J’ai déjà exploré les causes et les remèdes du déclin1 – le ver est dans la pomme – sans avoir épuisé le sujet. Mais le traumatisme national des deux référendums est un sujet que tout patriote devrait s’efforcer de comprendre, peut-être comme le principal legs historique d’une doctrine de l’indépendance menée par un agent des services secrets du Canada. Et d’autres agents le suivent, très certainement.

À court d’arguments, le parti du déclin assumé qui ne s’est jamais soucié de combattre l’infiltration dans ses rangs – surtout à sa tête – a renoncé à parler de ce dont il n’a jamais vraiment parlé. Il a même garanti, cette fois, que le statut constitutionnel du Québec serait écarté pour au moins quatre bonnes années. Un autre cadeau au Canada ! Quelle infamie après avoir fondé ce parti en 1968 – parti de la défaite – pour régler une question qui, disait-on,  ne pouvait attendre ! Nous sommes aujourd’hui devant une nouvelle concession à l’oppression nationale en vue de gains électoraux. Le trafic de l’électorat comme tout trafic humain est une déchéance, et dans ce cas une déchéance de la politique.

À court d’arguments pourquoi ? En tout état de cause, une certaine « pédagogie de l’indépendance » devait surtout rassurer et garantir à ses partisans un enrichissement personnel advenant un Québec souverain. Comme une étude de faisabilité pour prouver la bonne affaire. Les patriotes d’occasion, flairés par l’odeur du miel, devaient naturellement être les premiers à virer casaque. C’est ce que j’appelle être à court d’arguments. Quand, même l’argument monétaire, qui faisait foi, ne convainc plus.

La fin du PQ – qui sonne aussi la fin de ses filiations plus ou moins légitimes comme ON, le BQ, voire QS, comme porteurs de la cause nationale – est la fin d’une cause dont la grandeur aura été célébrée avec éloquence par les poètes, les chansonniers, des artistes et quelques intellectuels, mais aussi celle qui aura été désertée  par les politiques à tous les moments tendus où tout pouvait chavirer. Cela est indéniable. Mais il est aussi indéniable que la cause résonnait au coeur des simples gens, par moments comme l’âme d’un peuple.

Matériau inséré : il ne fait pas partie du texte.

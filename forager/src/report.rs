//! Run log shown to the operator.
//!
//! Every pipeline step reports progress through [`RunLog`]. The indent level
//! is purely visual nesting (a step and its outcome), not a severity filter.
//! Unknown errors get their own channel so the orchestrator can distinguish
//! recognized failures from crashes in the report.

/// Visual nesting level of a report line.
#[derive(Debug, Clone, Copy, PartialEq, Eq)]
pub enum Indent {
    /// No indent; announces a step.
    Top,
    /// Small indent; outcome of a step.
    First,
    /// Medium indent; detail below an outcome.
    Second,
}

impl Indent {
    fn pad(self) -> &'static str {
        match self {
            Indent::Top => "",
            Indent::First => "  ",
            Indent::Second => "    ",
        }
    }
}

/// Sink for run progress lines.
///
/// Implementations must be callable from the worker thread while other
/// threads hold a reference (the GUI/console owner).
pub trait RunLog: Send + Sync {
    /// Log a progress line.
    fn info(&self, message: &str, indent: Indent);

    /// Log a recognized failure with a human-readable reason.
    fn error(&self, message: &str, indent: Indent);

    /// Log an unrecognized error with full diagnostic detail.
    fn unknown_error(&self, err: &anyhow::Error);
}

/// Formats a report line the way the console log prints it.
pub fn format_line(message: &str, indent: Indent) -> String {
    format!("{}>{message}", indent.pad())
}

/// Run log writing prompted lines to stdout/stderr.
#[derive(Debug, Default)]
pub struct ConsoleLog;

impl RunLog for ConsoleLog {
    fn info(&self, message: &str, indent: Indent) {
        println!("{}", format_line(message, indent));
    }

    fn error(&self, message: &str, indent: Indent) {
        eprintln!("{}", format_line(message, indent));
    }

    fn unknown_error(&self, err: &anyhow::Error) {
        eprintln!("{}", format_line("An unknown error occurred:", Indent::Top));
        // `{:#}` renders the whole context chain on one line.
        eprintln!("{err:#}");
    }
}

#[cfg(test)]
mod tests {
    use super::*;

    #[test]
    fn lines_are_prompted_and_indented() {
        assert_eq!(format_line("Starting...", Indent::Top), ">Starting...");
        assert_eq!(format_line("Done.", Indent::First), "  >Done.");
        assert_eq!(format_line("Detail.", Indent::Second), "    >Detail.");
    }
}
// SPDX-License-Identifier: MIT OR Apache-2.0

use std::{cmp::Ordering, collections::BTreeSet};

use unicode_normalization::{UnicodeNormalization as _, char::is_combining_mark};

// same class as a regex `\w`: ascii letters, digits and underscore
fn is_word_char(c: char) -> bool {
    c.is_ascii_alphanumeric() || c == '_'
}

/// normalizes a free-text name for matching and deduplication.
/// replaces non-word chars with spaces, collapses whitespace runs, trims.
/// returns an empty string for missing or blank input.
pub fn normalize(raw: Option<&str>) -> String {
    let Some(raw) = raw else {
        return String::new();
    };

    let mut result = String::with_capacity(raw.len());
    let mut prev_space = true; // start true to skip leading separators

    for c in raw.chars() {
        if is_word_char(c) {
            result.push(c);
            prev_space = false;
        } else {
            if !prev_space {
                result.push(' ');
            }
            prev_space = true;
        }
    }

    // trim the trailing separator, if any
    if result.ends_with(' ') {
        result.pop();
    }

    result
}

/// splits a free-text filter into lowercased, non-empty search tokens.
pub fn to_token_set(raw: Option<&str>) -> BTreeSet<String> {
    normalize(raw)
        .to_lowercase()
        .split(' ')
        .filter(|token| !token.is_empty())
        .map(str::to_string)
        .collect()
}

/// returns true when `text` contains every token, case-insensitively.
pub fn contains_all_tokens(text: &str, tokens: &BTreeSet<String>) -> bool {
    if tokens.is_empty() {
        return true;
    }

    let haystack = text.to_lowercase();
    tokens.iter().all(|token| haystack.contains(token.as_str()))
}

/// lowercased base letters of `name`: decomposed, with diacritics dropped.
fn base_letters(name: &str) -> impl Iterator<Item = char> + '_ {
    name.nfd()
        .filter(|c| !is_combining_mark(*c))
        .flat_map(char::to_lowercase)
}

fn accented_letters(name: &str) -> impl Iterator<Item = char> + '_ {
    name.nfd().flat_map(char::to_lowercase)
}

/// compares display names the way a locale collator would.
///
/// levels, in order: base letters ignoring case and accents, then accents
/// (unaccented first), then case (lowercase first).
pub fn compare_names(a: &str, b: &str) -> Ordering {
    let primary = base_letters(a).cmp(base_letters(b));
    if primary != Ordering::Equal {
        return primary;
    }

    let secondary = accented_letters(a).cmp(accented_letters(b));
    if secondary != Ordering::Equal {
        return secondary;
    }

    for (ca, cb) in a.nfd().zip(b.nfd()) {
        match (ca.is_lowercase(), cb.is_lowercase()) {
            (true, false) if cb.is_uppercase() => return Ordering::Less,
            (false, true) if ca.is_uppercase() => return Ordering::Greater,
            _ => {}
        }
    }

    a.chars().count().cmp(&b.chars().count())
}

#[cfg(test)]
mod tests {
    use super::*;

    #[test]
    fn test_normalize_strips_and_collapses() {
        assert_eq!(normalize(Some("  Milk,   2L!! ")), "Milk 2L");
        assert_eq!(normalize(Some("free-range\teggs")), "free range eggs");
        assert_eq!(normalize(Some("snake_case stays")), "snake_case stays");
    }

    #[test]
    fn test_normalize_empty_inputs() {
        assert_eq!(normalize(None), "");
        assert_eq!(normalize(Some("")), "");
        assert_eq!(normalize(Some("   \t ")), "");
        assert_eq!(normalize(Some("!@#$%")), "");
    }

    #[test]
    fn test_normalize_is_idempotent() {
        let samples = [
            "  Milk,   2L!! ",
            "crème brûlée",
            "a--b__c  d",
            "",
            "...",
            "Tim Tam (200g) - Original",
        ];
        for sample in samples {
            let once = normalize(Some(sample));
            assert_eq!(normalize(Some(&once)), once, "not idempotent for {sample:?}");
        }
    }

    #[test]
    fn test_normalize_treats_non_ascii_as_separator() {
        assert_eq!(normalize(Some("crème brûlée")), "cr me br l e");
        assert_eq!(normalize(Some("Jalapeño")), "Jalape o");
        assert_eq!(normalize(Some("日本")), "");

        let tokens = to_token_set(Some("Jalapeño"));
        let expected: BTreeSet<String> = ["jalape", "o"].into_iter().map(String::from).collect();
        assert_eq!(tokens, expected);
    }

    #[test]
    fn test_token_set_lowercases_and_dedups() {
        let tokens = to_token_set(Some("Milk milk, FULL-cream"));
        let expected: BTreeSet<String> = ["cream", "full", "milk"]
            .into_iter()
            .map(String::from)
            .collect();
        assert_eq!(tokens, expected);
        assert!(to_token_set(None).is_empty());
        assert!(to_token_set(Some(" , ")).is_empty());
    }

    #[test]
    fn test_contains_all_tokens() {
        let tokens = to_token_set(Some("cream milk"));
        assert!(contains_all_tokens("Full Cream Milk 2L", &tokens));
        assert!(!contains_all_tokens("Skim Milk", &tokens));
        assert!(contains_all_tokens("anything", &BTreeSet::new()));
    }

    #[test]
    fn test_compare_names_case_insensitive_primary() {
        assert_eq!(compare_names("apple", "Banana"), Ordering::Less);
        assert_eq!(compare_names("Banana", "apple"), Ordering::Greater);
        assert_eq!(compare_names("bread", "bread"), Ordering::Equal);
    }

    #[test]
    fn test_compare_names_lowercase_first_on_tie() {
        assert_eq!(compare_names("milk", "Milk"), Ordering::Less);
        assert_eq!(compare_names("Milk", "milk"), Ordering::Greater);
        assert_eq!(compare_names("egg", "eggs"), Ordering::Less);
    }

    #[test]
    fn test_compare_names_folds_accents() {
        assert_eq!(compare_names("Éclair", "zucchini"), Ordering::Less);
        assert_eq!(compare_names("über", "zebra"), Ordering::Less);
        assert_eq!(compare_names("crème", "cress"), Ordering::Less);
        assert_eq!(compare_names("zebra", "Äpfel"), Ordering::Greater);
    }

    #[test]
    fn test_compare_names_accent_breaks_ties_before_case() {
        assert_eq!(compare_names("eclair", "éclair"), Ordering::Less);
        assert_eq!(compare_names("Eclair", "éclair"), Ordering::Less);
        assert_eq!(compare_names("éclair", "Éclair"), Ordering::Less);
        assert_eq!(compare_names("café", "café"), Ordering::Equal);
    }
}
// SPDX-License-Identifier: MIT OR Apache-2.0

//! per-request batching caches for stores and tags looked up by key.

use std::{collections::HashMap, sync::Arc};

use parking_lot::Mutex;
use rayon::prelude::*;

use crate::{
    Error, Result,
    criteria::{Include, key_criteria},
    service::RecordService,
    types::{Store, Tag},
};

/// memoizing key lookup over one record kind.
///
/// a loader lives as long as the request that created it; entries are
/// dropped with [`KeyedLoader::clear`] or [`KeyedLoader::clear_all`] when
/// the underlying records change.
pub struct KeyedLoader<T> {
    service: Arc<dyn RecordService<T>>,
    label: &'static str,
    parent: Include,
    session: Option<String>,
    cache: Mutex<HashMap<String, T>>,
}

pub type StoreLoader = KeyedLoader<Store>;
pub type TagLoader = KeyedLoader<Tag>;

impl StoreLoader {
    pub fn stores(service: Arc<dyn RecordService<Store>>, session: Option<String>) -> Self {
        Self::new(service, "Store", Include::ParentStore, session)
    }
}

impl TagLoader {
    pub fn tags(service: Arc<dyn RecordService<Tag>>, session: Option<String>) -> Self {
        Self::new(service, "Tag", Include::ParentTag, session)
    }
}

impl<T: Clone + Send + Sync> KeyedLoader<T> {
    pub fn new(
        service: Arc<dyn RecordService<T>>,
        label: &'static str,
        parent: Include,
        session: Option<String>,
    ) -> Self {
        Self {
            service,
            label,
            parent,
            session,
            cache: Mutex::new(HashMap::new()),
        }
    }

    /// resolves exactly one record for `key`.
    pub fn load(&self, key: &str) -> Result<T> {
        if let Some(hit) = self.cache.lock().get(key) {
            return Ok(hit.clone());
        }

        let criteria = key_criteria(key, self.parent);
        let mut matches = self.service.search(&criteria, self.session.as_deref())?;

        let record = match matches.len() {
            0 => {
                return Err(Error::not_found(format!(
                    "{} not found with provided key: {key}",
                    self.label
                )));
            }
            1 => matches.remove(0),
            _ => {
                return Err(Error::multiplicity(format!(
                    "Multiple {} found with provided key: {key}",
                    self.label.to_lowercase()
                )));
            }
        };

        log::debug!("**loader:** cached {} '{key}'", self.label.to_lowercase());
        self.cache.lock().insert(key.to_string(), record.clone());
        Ok(record)
    }

    /// resolves every key concurrently, preserving input order.
    pub fn load_many(&self, keys: &[String]) -> Result<Vec<T>> {
        keys.par_iter().map(|key| self.load(key)).collect()
    }

    pub fn clear(&self, key: &str) {
        self.cache.lock().remove(key);
    }

    pub fn clear_all(&self) {
        self.cache.lock().clear();
    }

    pub fn cached(&self) -> usize {
        self.cache.lock().len()
    }
}
/// builds the consolidated shopping list of `user_id`.
///
/// every live link ends up in exactly one row; a link whose target can no
/// longer be resolved fails the whole call with a not-found error.
pub fn consolidate(
    ctx: &RequestContext,
    user_id: &str,
    args: &ConnectionArgs,
) -> Result<Vec<ConsolidatedRow>> {
    let criteria = shopping_list_criteria(user_id, args)?;
    let links = drain(ctx.services.shopping_list.search_all(&criteria, ctx.token())?)?;

    let mut staple_ids = BTreeSet::new();
    let mut price_ids = BTreeSet::new();
    for link in &links {
        match &link.target {
            LinkTarget::StapleShoppingList {
                staple_shopping_list_id,
            } => staple_ids.insert(staple_shopping_list_id.clone()),
            LinkTarget::Price { price_id } => price_ids.insert(price_id.clone()),
        };
    }

    log::debug!(
        "**consolidate:** {} live links for {user_id} ({} staple lists, {} prices)",
        links.len(),
        staple_ids.len(),
        price_ids.len()
    );

    let (staples, prices) = rayon::join(
        || resolve_staple_lists(ctx, user_id, staple_ids),
        || resolve_prices(ctx, price_ids),
    );
    let staples = staples?;
    let prices = prices?;
    let replacements = resolve_active_replacements(ctx, &prices)?;

    // re-walk in link order; the first link of a target fixes its group position
    let mut staple_groups: Vec<(&StapleShoppingList, Vec<String>)> = Vec::new();
    let mut price_groups: Vec<(&PriceRecord, Vec<String>)> = Vec::new();
    let mut staple_index: HashMap<&str, usize> = HashMap::new();
    let mut price_index: HashMap<&str, usize> = HashMap::new();

    for link in &links {
        match &link.target {
            LinkTarget::StapleShoppingList {
                staple_shopping_list_id: id,
            } => {
                let staple = staples.get(id.as_str()).ok_or_else(|| missing_staple(id))?;
                let index = *staple_index.entry(staple.id.as_str()).or_insert_with(|| {
                    staple_groups.push((staple, Vec::new()));
                    staple_groups.len() - 1
                });
                staple_groups[index].1.push(link.id.clone());
            }
            LinkTarget::Price { price_id: id } => {
                let price = prices.get(id.as_str()).ok_or_else(|| missing_price(id))?;
                let index = *price_index.entry(price.id.as_str()).or_insert_with(|| {
                    price_groups.push((price, Vec::new()));
                    price_groups.len() - 1
                });
                price_groups[index].1.push(link.id.clone());
            }
        }
    }

    let mut rows: Vec<ConsolidatedRow> = staple_groups
        .into_iter()
        .map(|(staple, link_ids)| ConsolidatedRow::staple(staple, link_ids))
        .collect();

    rows.extend(
        price_groups
            .into_iter()
            .map(|(price, link_ids)| special_row(price, &replacements, link_ids)),
    );

    let descending =
        SortOption::resolve(args.sort_option.as_deref()) == SortOption::NameDescending;
    rows.sort_by(|a, b| {
        let ordering = compare_names(&a.name, &b.name);
        if descending {
            ordering.reverse()
        } else {
            ordering
        }
    });

    Ok(rows)
}
impl Record for Store {
    fn id(&self) -> &str {
        &self.id
    }

    fn set_id(&mut self, id: String) {
        self.id = id;
    }

    fn matches(&self, c: &Conditions, _snapshot: &Snapshot) -> bool {
        c.key.as_deref().is_none_or(|key| self.key.as_deref() == Some(key))
            && contains_all_tokens(&self.name, &c.contains_names)
    }

    fn compare(&self, other: &Self, field: SortField, _snapshot: &Snapshot) -> Ordering {
        match field {
            SortField::Name => compare_names(&self.name, &other.name),
            _ => Ordering::Equal,
        }
    }

    fn hydrate(&mut self, includes: &BTreeSet<Include>, snapshot: &Snapshot) {
        if includes.contains(&Include::ParentStore) {
            self.parent_store = self
                .parent_store_id
                .as_deref()
                .and_then(|id| snapshot.stores.iter().find(|s| s.id == id))
                .cloned()
                .map(Box::new);
        }
    }
}

impl Record for Tag {
    fn id(&self) -> &str {
        &self.id
    }

    fn set_id(&mut self, id: String) {
        self.id = id;
    }

    fn matches(&self, c: &Conditions, _snapshot: &Snapshot) -> bool {
        c.key.as_deref().is_none_or(|key| self.key.as_deref() == Some(key))
            && c.for_display.is_none_or(|flag| flag == self.for_display)
            && contains_all_tokens(&self.name, &c.contains_names)
    }

    fn compare(&self, other: &Self, field: SortField, _snapshot: &Snapshot) -> Ordering {
        match field {
            SortField::Name => compare_names(&self.name, &other.name),
            _ => Ordering::Equal,
        }
    }

    fn hydrate(&mut self, includes: &BTreeSet<Include>, snapshot: &Snapshot) {
        if includes.contains(&Include::ParentTag) {
            self.parent_tags = snapshot.tags_for(&self.parent_tag_ids);
        }
    }
}

struct Inner {
    data: RwLock<Snapshot>,
    next_id: AtomicU64,
    open_streams: AtomicUsize,
}

/// shared in-memory backend; cheap to clone.
#[derive(Clone)]
pub struct MemoryBackend {
    inner: Arc<Inner>,
}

Appeler à l’enrichissement personnel – la solde du mercenaire – pour entretenir une fausse ferveur. Quelle humiliation pour le vrai patriote, l’authentique, celui qui n’est pas achetable ; celui qui milite pour simplement poursuivre une histoire humaine exceptionnelle, une épopée qui dépasse sa personne, enracinée dans le passé et qui se projette dans l’avenir. On ne fait pas l’indépendance par égoïsme, pour soi.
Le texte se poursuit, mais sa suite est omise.